You can get to cost by focusing on quality.  You can’t get to quality by focusing on cost.

Some might quibble with that, citing alternative approaches, and that’s fine.  But I think as a general rule, a focus on quality has ancillary benefits on its own – often including a reduction in errors, a reduction in over treatment, and a focus on causes rather than symptoms, which bring down costs.

That said, here is a fundamental lesson I’ve drawn from Washington State’s health reform efforts in the 1990’s that is seldom discussed.

Lesson:  Moving risk to organizations that have no capacity to manage risk, no experience to manage risk, and often no payment to build reserves to mitigate that risk, is a recipe for failure.

In the 1990’s, following a move to risk-based methodology, proto-ACOs formed across the state.  Over 120 provider groups took on full, capitated risk arrangements for Medicaid, all subcontracted through private plans.  Typically, those arrangements generally included some portion of the premium – say, from 10-15% – paid by the state for care to remain with the plan.  The provider group, the group responsible for all risk, for all care, and all utilization management, got the remaining portion.

Of those 120, I am aware of only three remaining today: Northwest Physicians Network, Highline Medical Services Organization, and Wenatchee Valley Medical Center.

In other words, generally speaking, provider groups were unable or unprepared – or both – to effectively manage risk and care delivery at the same time.

Looking back, this shouldn’t be a surprise.  These were provider groups of various types – IPAs, multi-specialty groups, PHOs, etc.  They were not health plans or risk managers.

“Ah, but DJ,” you say, “surely provider groups are smarter today about risk than they were in the 1990’s.”

Maybe.  Maybe not.  But here’s what I know, according to a recent Kaiser Study:

“…only one in five hospitals pursuing an ACO model reported that they were using data to predict which patients were most likely to be in poor health and need more services—a significant gap in their ability to manage risk, says Audet.

“If you want to be able to manage financial risk, you have to be able to determine who in your high-risk population will need more care-management,” Audet says.

Whether history is repeating itself or not, I don’t know, but it certainly is rhyming.  Provider groups – those in this case most willing to take on risk – are saying themselves that they are not taking adequate steps to fully manage that risk.

Which leads me to a final key lesson about the future of payment reform.

Lesson:  Almost all of the behavioral change desired out of provider groups can come with an upside risk arrangement.  The downside risk arrangement model is unnecessary, and actually an obstacle for change.

Because provider groups – particularly smaller practices – are unable to take on the kind of downside risk that can lead to being forced to close their doors, often they won’t.  That’s not a recipe for adoption.

Smaller provider groups, unlike larger, highly capitated players like plans or hospitals, don’t have the reserves in place – often for tax reasons, such as those in a cash-based accounting methodology – to manage and mitigate downside risk.
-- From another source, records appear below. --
#[cfg(test)]
mod tests {
    use super::*;
    use tempfile::TempDir;

    fn kinds_for(ids: &[NodeId]) -> HashMap<NodeId, NodeKind> {
        ids.iter().map(|id| (*id, NodeKind::Internal)).collect()
    }

    fn rec(receiver: NodeId, weight: f32, tick: u32) -> SynapseRec {
        SynapseRec { receiver, weight, tick }
    }

    #[test]
    fn empty_store_boots_with_no_nodes() {
        let dir = TempDir::new().unwrap();
        let store = BaseStore::open(dir.path(), 100).unwrap();
        assert_eq!(store.node_count(), 0);
        assert_eq!(store.chunk_count(), 0);
        assert!(matches!(
            store.read_outgoing(1),
            Err(EngineError::UnknownNode { id: 1, .. })
        ));
    }

    #[test]
    fn write_full_then_cold_reopen_reads_same_state() {
        let dir = TempDir::new().unwrap();
        let mut data = BTreeMap::new();
        data.insert(1, vec![rec(2, 0.5, 1), rec(3, 0.25, 2)]);
        data.insert(2, vec![]);
        data.insert(150, vec![rec(1, 0.9, 3)]);

        {
            let mut store = BaseStore::open(dir.path(), 100).unwrap();
            store.write_full(&data, &kinds_for(&[1, 2, 150]), 7).unwrap();
        }

        let store = BaseStore::open(dir.path(), 100).unwrap();
        assert_eq!(store.node_count(), 3);
        assert_eq!(store.registry_version(), 7);
        // Senders 1 and 150 land in different chunk ranges.
        assert_eq!(store.chunk_count(), 2);
        assert!(dir.path().join("base_000000_000099.bin").exists());
        assert!(dir.path().join("base_000100_000199.bin").exists());

        assert_eq!(
            store.read_outgoing(1).unwrap(),
            vec![rec(2, 0.5, 1), rec(3, 0.25, 2)]
        );
        assert_eq!(store.read_outgoing(2).unwrap(), vec![]);
        assert_eq!(store.read_outgoing(150).unwrap(), vec![rec(1, 0.9, 3)]);
    }

    #[test]
    fn rewrite_sender_preserves_chunk_mates() {
        let dir = TempDir::new().unwrap();
        let mut store = BaseStore::open(dir.path(), 100).unwrap();
        let mut data = BTreeMap::new();
        data.insert(5, vec![rec(6, 0.4, 1)]);
        data.insert(6, vec![rec(5, 0.6, 1)]);
        store.write_full(&data, &kinds_for(&[5, 6]), 1).unwrap();

        store.rewrite_sender(5, vec![rec(6, 0.8, 2), rec(7, 0.1, 2)]).unwrap();

        assert_eq!(
            store.read_outgoing(5).unwrap(),
            vec![rec(6, 0.8, 2), rec(7, 0.1, 2)]
        );
        // The chunk-mate's records survive the rewrite untouched.
        assert_eq!(store.read_outgoing(6).unwrap(), vec![rec(5, 0.6, 1)]);

        let reopened = BaseStore::open(dir.path(), 100).unwrap();
        assert_eq!(
            reopened.read_outgoing(5).unwrap(),
            vec![rec(6, 0.8, 2), rec(7, 0.1, 2)]
        );
    }

    #[test]
    fn records_are_sorted_by_receiver_on_disk() {
        let dir = TempDir::new().unwrap();
        let mut store = BaseStore::open(dir.path(), 100).unwrap();
        let mut data = BTreeMap::new();
        data.insert(1, vec![rec(9, 0.1, 1), rec(2, 0.2, 1), rec(5, 0.3, 1)]);
        store.write_full(&data, &kinds_for(&[1]), 1).unwrap();

        let out = store.read_outgoing(1).unwrap();
        let receivers: Vec<NodeId> = out.iter().map(|r| r.receiver).collect();
        assert_eq!(receivers, vec![2, 5, 9]);
    }

    #[test]
    fn emptied_chunk_file_is_removed() {
        let dir = TempDir::new().unwrap();
        let mut store = BaseStore::open(dir.path(), 100).unwrap();
        let mut data = BTreeMap::new();
        data.insert(150, vec![rec(1, 0.9, 1)]);
        data.insert(1, vec![rec(2, 0.5, 1)]);
        store.write_full(&data, &kinds_for(&[1, 150]), 1).unwrap();
        assert!(dir.path().join("base_000100_000199.bin").exists());

        store.rewrite_sender(150, vec![]).unwrap();
        assert!(!dir.path().join("base_000100_000199.bin").exists());
        assert_eq!(store.chunk_count(), 1);
        assert_eq!(store.read_outgoing(150).unwrap(), vec![]);
    }

    #[test]
    fn kinds_survive_roundtrip() {
        let dir = TempDir::new().unwrap();
        let mut store = BaseStore::open(dir.path(), 100).unwrap();
        let mut data = BTreeMap::new();
        data.insert(1, vec![]);
        data.insert(45, vec![]);
        let mut kinds = HashMap::new();
        kinds.insert(1, NodeKind::Sensor);
        kinds.insert(45, NodeKind::Action);
        store.write_full(&data, &kinds, 1).unwrap();

        let reopened = BaseStore::open(dir.path(), 100).unwrap();
        let stored: HashMap<NodeId, NodeKind> = reopened.stored_nodes().into_iter().collect();
        assert_eq!(stored[&1], NodeKind::Sensor);
        assert_eq!(stored[&45], NodeKind::Action);
    }
}
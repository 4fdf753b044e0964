//! # RAGP Core
//!
//! Persistent, activation-spreading graph engine modeling a biologically
//! inspired associative memory: nodes are sensors, contexts and actions;
//! weighted directed synapses are learned associations. The engine ingests
//! stimuli, spreads activation across the graph, scores action candidates,
//! learns by Hebbian reinforcement and persists the evolving graph through
//! a chunked binary base plus an append-only delta log.
//!
//! ## Architecture
//!
//! - **Chunked base store**: `base.bin` manifest + fixed-width chunk files
//!   keyed by sender ranges; atomic rename rewrites, fsynced manifest.
//! - **Delta log**: append-only, CRC-protected `delta.bin`; replayed on
//!   boot, truncated at the first corrupt record, folded into the base by
//!   consolidation.
//! - **Hybrid cache**: pinned hot set + LRU of recent senders under an
//!   adaptive RAM budget.
//! - **Sharded actor runtime**: single-consumer inbox actors own disjoint
//!   node partitions; cross-shard propagation travels as ttl-bounded hop
//!   messages, writes are serialized by the sender's owner shard, and a
//!   flush barrier quiesces the whole runtime for consolidation.
//!
//! ## Quick Start
//!
//! ```rust,ignore
//! use ragp_core::{Engine, EngineConfig, NodeKind, NodeSpec};
//!
//! let engine = Engine::open("ragp_storage", EngineConfig::default())?;
//! engine.ensure_innate_registry(&[
//!     NodeSpec::new(1, NodeKind::Sensor),
//!     NodeSpec::new(45, NodeKind::Action),
//! ])?;
//!
//! engine.update_weight(1, 45, 0.5)?;
//! engine.spread_activation(1, 1.0)?;
//! let ranked = engine.compute_cd(&[])?;
//! engine.consolidate()?;
//! ```

pub mod cache;
pub mod config;
pub mod engine;
pub mod error;
pub mod registry;
pub mod runtime;
pub mod status;
pub mod storage;

mod graph;
mod kernel;

// ============================================================================
// PUBLIC API RE-EXPORTS
// ============================================================================

pub use cache::CacheStats;
pub use config::{CachePolicy, CoalesceStrategy, CostModel, EngineConfig};
pub use engine::Engine;
pub use error::{EngineError, Result};
pub use registry::{InnateRegistry, NodeId, NodeKind, NodeSpec, Tick};
pub use runtime::{BatchOutcome, GuardMode, MetricsSnapshot, RuntimeOptions, StimulusInput};
pub use status::{ConsolidateReport, EngineStatus, MigrationReport, RuntimeStatus};
pub use storage::SynapseRec;

/// Crate version
pub const VERSION: &str = env!("CARGO_PKG_VERSION");

/// Convenient imports for common usage
pub mod prelude {
    pub use crate::{
        BatchOutcome, Engine, EngineConfig, EngineError, EngineStatus, GuardMode, NodeId,
        NodeKind, NodeSpec, Result, RuntimeOptions, StimulusInput, SynapseRec,
    };
}
impl Drop for Engine {
    fn drop(&mut self) {
        if let Some(rt) = self.runtime.lock().unwrap().take() {
            rt.halt();
        }
        if let Ok(mut store) = self.store.lock() {
            let _ = store.sync_delta();
        }
    }
}
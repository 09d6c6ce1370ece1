//! Input discovery under the raw-data directory.

use std::path::{Path, PathBuf};

use tracing::debug;

use crate::error::{IngestionError, Result};

/// Files directly under `dir` whose name starts with `prefix` and ends in
/// `.{extension}`, sorted by name.
///
/// Fails with [`IngestionError::NoInputFiles`] when nothing matches,
/// including when `dir` does not exist.
pub fn discover_files(dir: &Path, prefix: &str, extension: &str) -> Result<Vec<PathBuf>> {
    let pattern = format!("{}*.{}", prefix, extension);
    let no_input = || IngestionError::NoInputFiles {
        dir: dir.to_path_buf(),
        pattern: pattern.clone(),
    };

    if !dir.is_dir() {
        return Err(no_input());
    }

    let suffix = format!(".{}", extension);
    let mut files = Vec::new();
    for entry in walkdir::WalkDir::new(dir).min_depth(1).max_depth(1) {
        let entry = entry?;
        if !entry.file_type().is_file() {
            continue;
        }
        let name = entry.file_name().to_string_lossy();
        if name.starts_with(prefix) && name.ends_with(&suffix) {
            files.push(entry.path().to_path_buf());
        }
    }

    if files.is_empty() {
        return Err(no_input());
    }

    files.sort();
    debug!(dir = %dir.display(), pattern = %pattern, count = files.len(), "Discovered input files");
    Ok(files)
}
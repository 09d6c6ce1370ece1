//! Upload of locally staged Zarr stores.

use std::path::Path;

use bytes::Bytes;
use tracing::debug;

use crate::error::{StorageError, StorageResult};
use crate::object_store::ObjectStorage;

/// Upload every file under `local_path` to `storage_prefix`, keeping the
/// relative layout.
///
/// Returns the total bytes uploaded.
pub async fn upload_directory(
    storage: &ObjectStorage,
    local_path: &Path,
    storage_prefix: &str,
) -> StorageResult<u64> {
    let mut total_size = 0u64;

    for entry in walkdir::WalkDir::new(local_path).sort_by_file_name() {
        let entry = entry?;
        if !entry.file_type().is_file() {
            continue;
        }

        let relative_path = entry
            .path()
            .strip_prefix(local_path)
            .map_err(|e| StorageError::object_store(e.to_string()))?;
        let relative_key: Vec<String> = relative_path
            .components()
            .map(|c| c.as_os_str().to_string_lossy().into_owned())
            .collect();
        let storage_path = format!("{}/{}", storage_prefix, relative_key.join("/"));

        let file_data = tokio::fs::read(entry.path()).await?;
        let file_size = file_data.len() as u64;
        total_size += file_size;

        storage.put(&storage_path, Bytes::from(file_data)).await?;

        debug!(path = %storage_path, size = file_size, "Uploaded file");
    }

    Ok(total_size)
}

#[cfg(test)]
mod tests {
    use super::*;
    use object_store::memory::InMemory;
    use std::sync::Arc;

    #[tokio::test]
    async fn test_upload_keeps_relative_layout() {
        let dir = tempfile::tempdir().unwrap();
        let root = dir.path().join("co2.zarr");
        std::fs::create_dir_all(root.join("xco2/c/0")).unwrap();
        std::fs::write(root.join("zarr.json"), b"{}").unwrap();
        std::fs::write(root.join("xco2/zarr.json"), b"{\"a\":1}").unwrap();
        std::fs::write(root.join("xco2/c/0/0"), b"1234").unwrap();

        let storage = ObjectStorage::from_store(Arc::new(InMemory::new()), "obs");
        let bytes = upload_directory(&storage, &root, "processed/co2.zarr")
            .await
            .unwrap();

        assert_eq!(bytes, 2 + 7 + 4);
        assert_eq!(
            storage.list("processed/co2.zarr").await.unwrap(),
            vec![
                "processed/co2.zarr/xco2/c/0/0".to_string(),
                "processed/co2.zarr/xco2/zarr.json".to_string(),
                "processed/co2.zarr/zarr.json".to_string(),
            ]
        );
    }
}
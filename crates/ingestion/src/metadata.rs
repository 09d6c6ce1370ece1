//! Raw input file descriptors.

use std::path::PathBuf;

use serde::{Deserialize, Serialize};

/// On-disk layout of a raw observation file.
#[derive(Debug, Clone, Copy, PartialEq, Eq, Hash, Serialize, Deserialize)]
#[serde(rename_all = "kebab-case")]
pub enum FormatTag {
    /// Self-describing dimensions/coordinates/variables on a grid (NetCDF)
    GridArray,
    /// Nested groups of per-sample datasets (HDF5)
    HierarchicalBinary,
}

impl FormatTag {
    pub fn as_str(&self) -> &'static str {
        match self {
            Self::GridArray => "grid-array",
            Self::HierarchicalBinary => "hierarchical-binary",
        }
    }
}

impl std::fmt::Display for FormatTag {
    fn fmt(&self, f: &mut std::fmt::Formatter<'_>) -> std::fmt::Result {
        write!(f, "{}", self.as_str())
    }
}

/// An immutable raw file awaiting a single read.
///
/// `variables` lists the data variables the reader must find in it.
#[derive(Debug, Clone, PartialEq, Eq)]
pub struct RawObservationFile {
    pub format: FormatTag,
    pub path: PathBuf,
    pub variables: Vec<String>,
}

impl RawObservationFile {
    pub fn new(format: FormatTag, path: impl Into<PathBuf>, variables: Vec<String>) -> Self {
        Self {
            format,
            path: path.into(),
            variables,
        }
    }

    pub fn file_name(&self) -> String {
        self.path
            .file_name()
            .map(|f| f.to_string_lossy().into_owned())
            .unwrap_or_default()
    }
}

#[cfg(test)]
mod tests {
    use super::*;

    #[test]
    fn test_file_name() {
        let file = RawObservationFile::new(
            FormatTag::HierarchicalBinary,
            "raw/oco2_LtCO2_220314.h5",
            vec!["xco2".into()],
        );
        assert_eq!(file.file_name(), "oco2_LtCO2_220314.h5");
    }

    #[test]
    fn test_format_tag_names() {
        assert_eq!(FormatTag::GridArray.to_string(), "grid-array");
        assert_eq!(FormatTag::HierarchicalBinary.as_str(), "hierarchical-binary");
    }
}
But, they have the patient relationships in place to make a shared savings model hugely successful.  These relationships are the most important things in the entire system to broad system reform.  Payment reform should be focused on getting the most out of those relationships, not in transferring downside risk to entities unable to manage it.

Positive system change starts at the primary care level.  If payment reform starts there, too, it should start with the upside risk first – particularly in the smaller group setting.

In practice, a focus on upside risk is very similar to focusing on delivering quality care.  A focus on down-side risk arrangement, where providers are punished, is very similar in practice to a focus on costs.

In other words, you can get to cost by focusing on quality.  You can’t get to quality by focusing on costs.